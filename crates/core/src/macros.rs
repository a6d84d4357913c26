// SPDX-License-Identifier: BUSL-1.1
// Copyright (c) 2026 Alfred Jean LLC

//! Declarative macros for reducing boilerplate.

/// Generate a `Display` impl that maps enum variants to string literals.
///
/// Unit variants match directly; data-carrying variants use `(..)` or `{ .. }`
/// to ignore fields.
///
/// ```ignore
/// cm_core::simple_display! {
///     MyEnum {
///         Foo => "foo",
///         Bar(..) => "bar",
///     }
/// }
/// ```
#[macro_export]
macro_rules! simple_display {
    ($enum:ty { $( $variant:ident $(( $($ignore:tt)* ))? $({ $($ignore_named:tt)* })? => $str:expr ),+ $(,)? }) => {
        impl std::fmt::Display for $enum {
            fn fmt(&self, f: &mut std::fmt::Formatter<'_>) -> std::fmt::Result {
                f.write_str(match self {
                    $( Self::$variant $(( $($ignore)* ))? $({ $($ignore_named)* })? => $str, )+
                })
            }
        }
    };
}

•••

INSTRUCTIONS FOR THE TASK:
Copy out each line of the listing that holds the word "match".

WRITTEN ANSWER:
/// Unit variants match directly; data-carrying variants use `(..)` or `{ .. }`
                f.write_str(match self {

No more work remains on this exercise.